Nuggets mined from the program:
• Military technologies that transferred to the civilian sector include mobilization methods, rapid bridge building and activated carbon infused protective chemical suits.
• US Air Force is studying practical methods for water purification.
• Ozone is a nasty chemical which is regulated outdoors. Ozone is known to produce adverse health effects.
• 50% of ozone exposure occurs indoors. Much of the ozone found indoors is brought into buildings through ventilation. The amount of ozone found indoors is often directly related to building design.
• Ozone levels in well ventilated buildings mimic outdoor levels. Indoor ozone levels are commonly 30%-60% lower than outdoors. The ozone level in new tight buildings averages 5% of outdoor ozone levels.
• Indoor sources of ozone include: photo copiers, laser printers, some particulate collection devices and ozone machines generate ozone.
• Ozone reacts indoors producing byproducts: gases and particulate. Byproducts of ozone are irritants which are likely toxins.
• When ozone levels are higher human mortality is higher.
• Ozone exacerbates respiratory problems.
• Activated carbon reduces ozone without producing hazardous byproducts. Activated carbon has been known to reduce VOC and ozone levels for decades. One gram of activated carbon has 11,000 square meters of surface area.
• Activated carbon treated with titanium dioxide or magnesium oxide catalysts is available. Treated carbon may shed hazardous particles.
• Carpet and vegetable oils react with ozone.
• Josh’s work includes modeling of ozone reduction in 12 cities and lab studies.
• The global ozone background level is slowly rising (approximately 20 PPB). Some American cities have peak ozone levels of 80-120 PPB for hours at a time during the summer. Mexico City and cities in India have much higher levels of ozone.
• Two primary types of activated carbon filters are available. Filters comprised of synthetic fabric infused with activated carbon or filters which hold bulk quantities of carbon.
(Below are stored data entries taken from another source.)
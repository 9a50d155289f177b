//! Tutoring Core: Dialog FSM, Hint Controller, Session Store and the Dialog
//! Engine pipeline that binds them to the Retrieval and LLM ports.

pub mod classifier;
pub mod dialog;
pub mod error_book;
pub mod fsm;
pub mod hint;
pub mod metrics;
pub mod session;
pub mod store;

pub use classifier::{HintRequestClassifier, KeywordHintClassifier};
pub use dialog::{DialogEngine, DialogError, HintUsage, SessionSummary, StartResult, StudentInput, TutorResponse};
pub use error_book::{ErrorBookPort, ErrorBookRecord, NoopErrorBookPort};
pub use fsm::{AnalysisOutcome, FsmController, FsmEvent, FsmEventKind, FsmState, TransitionRecord};
pub use hint::{HintController, HintRecord};
pub use metrics::{MetricsAggregator, MetricsReport};
pub use session::{
    AnalysisResult, AudioFeatures, AudioTotals, ConceptTracker, ErrorType, QuestionId, ResponseType,
    Session, SessionId, SessionTerminalError, Speaker, StudentId, Turn, SILENCE_MARKER,
};
pub use store::{SessionRow, SessionState, SessionStore};
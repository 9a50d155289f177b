//! Error-book collaborator sink. The only concrete
//! [`tutor_agent::ErrorBookPort`] implementation in this workspace beyond the
//! no-op default; kept in its own crate so the tutoring core never depends on
//! a filesystem.

use std::path::{Path, PathBuf};

use async_trait::async_trait;
use tutor_agent::{ErrorBookPort, ErrorBookRecord};

#[derive(Debug, thiserror::Error)]
pub enum ErrorBookError {
    #[error("error book io error: {0}")]
    Io(#[from] std::io::Error),
    #[error("error book serialization error: {0}")]
    Serde(#[from] serde_json::Error),
}

/// Appends one JSON line per published record, same append/flush/fsync
/// durability argument as the Session Store's JSONL sink.
pub struct JsonlErrorBookPort {
    path: PathBuf,
}

impl JsonlErrorBookPort {
    pub fn new(path: impl Into<PathBuf>) -> Self {
        Self { path: path.into() }
    }

    pub fn path(&self) -> &Path {
        &self.path
    }

    async fn append(&self, record: &ErrorBookRecord) -> Result<(), ErrorBookError> {
        use tokio::io::AsyncWriteExt;

        if let Some(parent) = self.path.parent() {
            tokio::fs::create_dir_all(parent).await?;
        }
        let mut file = tokio::fs::OpenOptions::new()
            .create(true)
            .append(true)
            .open(&self.path)
            .await?;
        let line = serde_json::to_string(record)?;
        file.write_all(line.as_bytes()).await?;
        file.write_all(b"\n").await?;
        file.flush().await?;
        file.sync_all().await?;
        Ok(())
    }
}

#[async_trait]
impl ErrorBookPort for JsonlErrorBookPort {
    async fn publish(&self, record: ErrorBookRecord) {
        if let Err(error) = self.append(&record).await {
            tracing::warn!(%error, "error book publish failed");
        }
    }
}

#[cfg(test)]
mod tests {
    use super::*;
    use tutor_agent::ErrorType;

    #[tokio::test]
    async fn published_record_is_appended_as_one_json_line() {
        let dir = tempfile::tempdir().unwrap();
        let path = dir.path().join("errors.jsonl");
        let port = JsonlErrorBookPort::new(&path);

        port.publish(ErrorBookRecord {
            student_id: "s1".into(),
            question_id: "q1".into(),
            student_answer: "8".into(),
            correct_answer: "5".into(),
            error_type: Some(ErrorType::Calculation),
            tags: vec!["linear_eq".into()],
        })
        .await;

        let contents = tokio::fs::read_to_string(&path).await.unwrap();
        assert_eq!(contents.lines().count(), 1);
        assert!(contents.contains("\"student_id\":\"s1\""));
    }
}
//! Public Surface: [`TutoringService`] wires the ports and the Dialog Engine
//! together and exposes the seven verbs a caller drives a session through.

use std::path::Path;
use std::sync::Arc;

use tracing::instrument;

use tutor_agent::{
    DialogEngine, DialogError, FsmState, KeywordHintClassifier, QuestionId, SessionId,
    SessionSummary, StartResult, StudentId, StudentInput, TutorResponse,
};
use tutor_config::TutoringConfig;
use tutor_llm::OllamaLlmPort;
use tutor_memory::{InMemoryRetrievalPort, JsonlSessionStore, RetrievalPort};

/// Owns the wired-up [`DialogEngine`] and exposes it as the small set of
/// verbs an outer caller (a CLI, a server handler) needs: `start`, `input`,
/// `silence`, `end`, `get_state`, `list_active`, `cleanup`.
pub struct TutoringService {
    engine: DialogEngine,
}

impl TutoringService {
    /// Build the service from config alone, using [`InMemoryRetrievalPort`]
    /// and [`OllamaLlmPort`] — the production port pair — with no durable
    /// session log.
    pub fn new(config: TutoringConfig) -> Self {
        let llm = Arc::new(OllamaLlmPort::new(config.llm.clone()));
        let retrieval: Arc<dyn RetrievalPort> = Arc::new(InMemoryRetrievalPort::new());
        let classifier = Arc::new(KeywordHintClassifier::from_config(&config.hint));
        Self {
            engine: DialogEngine::new(config, retrieval, llm, classifier),
        }
    }

    /// Attach an append-only JSONL session log at `path` for write-through
    /// durability. Must be called before any session exists.
    pub fn with_session_log(mut self, path: impl AsRef<Path>) -> Self {
        let durable = Arc::new(JsonlSessionStore::new(path.as_ref().to_path_buf()));
        self.engine = self.engine.with_durable(durable);
        self
    }

    /// Attach an append-only JSONL error book at `path`.
    pub fn with_error_book(mut self, path: impl AsRef<Path>) -> Self {
        let sink = Arc::new(tutor_tools::JsonlErrorBookPort::new(path.as_ref().to_path_buf()));
        self.engine = self.engine.with_error_book(sink);
        self
    }

    #[instrument(skip(self, question_text, standard_solution))]
    pub async fn start(
        &self,
        question_id: QuestionId,
        student_id: StudentId,
        question_text: String,
        standard_solution: String,
        required_concepts: Vec<String>,
    ) -> StartResult {
        self.engine
            .start_session(question_id, student_id, question_text, standard_solution, required_concepts)
            .await
    }

    #[instrument(skip(self, input))]
    pub async fn input(&self, input: StudentInput) -> Result<TutorResponse, DialogError> {
        self.engine.process_student_input(input).await
    }

    #[instrument(skip(self))]
    pub async fn silence(
        &self,
        session_id: &SessionId,
        duration_seconds: f64,
    ) -> Result<Option<TutorResponse>, DialogError> {
        self.engine.handle_silence(session_id, duration_seconds).await
    }

    #[instrument(skip(self))]
    pub async fn end(&self, session_id: &SessionId) -> Result<SessionSummary, DialogError> {
        self.engine.end_session(session_id).await
    }

    pub async fn get_state(&self, session_id: &SessionId) -> Option<FsmState> {
        self.engine.get_state(session_id).await
    }

    pub async fn list_active(&self) -> Vec<SessionId> {
        self.engine.list_active().await
    }

    pub async fn cleanup(&self) -> usize {
        self.engine.cleanup().await
    }
}

#[cfg(test)]
mod tests {
    use super::*;

    #[tokio::test]
    async fn a_session_can_be_started_and_ended_end_to_end() {
        let service = TutoringService::new(TutoringConfig::default());
        let start = service
            .start(
                QuestionId("q1".into()),
                StudentId("s1".into()),
                "Solve 3x+5=20".into(),
                "x=5".into(),
                vec!["linear_eq".into()],
            )
            .await;
        assert_eq!(start.fsm_state, FsmState::Listening);
        assert_eq!(service.list_active().await, vec![start.session_id.clone()]);

        let summary = service.end(&start.session_id).await.unwrap();
        assert_eq!(summary.final_state, FsmState::Idle);
    }
}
The more activated carbon the better, so bulk filters offer superior performance. Bulk carbon media improves particulate removal. Ozone degrades carbon, the recommended filter change period is every 3 months.
• MERV 7-8 filters and MERV 7-8 with carbon are competitively priced.
• Josh installed bulk carbon filters in a lab on campus and achieved 70% ozone reduction in a single air pass. The lab’s ventilation system was designed to change the air 12 times per hour. By reducing air changes to 6 per hour and installing carbon filters, energy savings on a single HVAC unit will be $50,000 per year.
• Modeling results demonstrate that nursing homes and schools can receive a benefit cost ratio of $1 to $100. Each dollar invested returns $100 in benefits based on energy savings, operating costs and the EPA’s estimated health consequences of ozone. Savings result in energy reduction and reductions in lost work and absenteeism. Schools lose money when students are absent.
• Educate, spread the word and change policy.
• Modify ASHRAE standards to incorporate the research.
• Publish results in journals and articles.
• Get word out to practitioners.
• The technology exists today!
• Studying ozone reduction over long term.
• Studying pressure drop in filters over time.
• Finding other applications for carbon filters to improve health by reducing ozone byproducts like formaldehyde.
Combat troops deployed in the Middle East are exposed to hazardous particulate. A toxic bacteria is attached to the crust of desert soil. There is no EPA in Iraq and Afghanistan. Garbage and human waste is often burned using jet fuel as an accelerant. Incinerators are now being installed on larger bases. Studies link exposure to oil well fires to Lou Gehrig’s Disease (ALS). Younger people in the military are resilient and may have delayed reaction to hazards found in combat zones.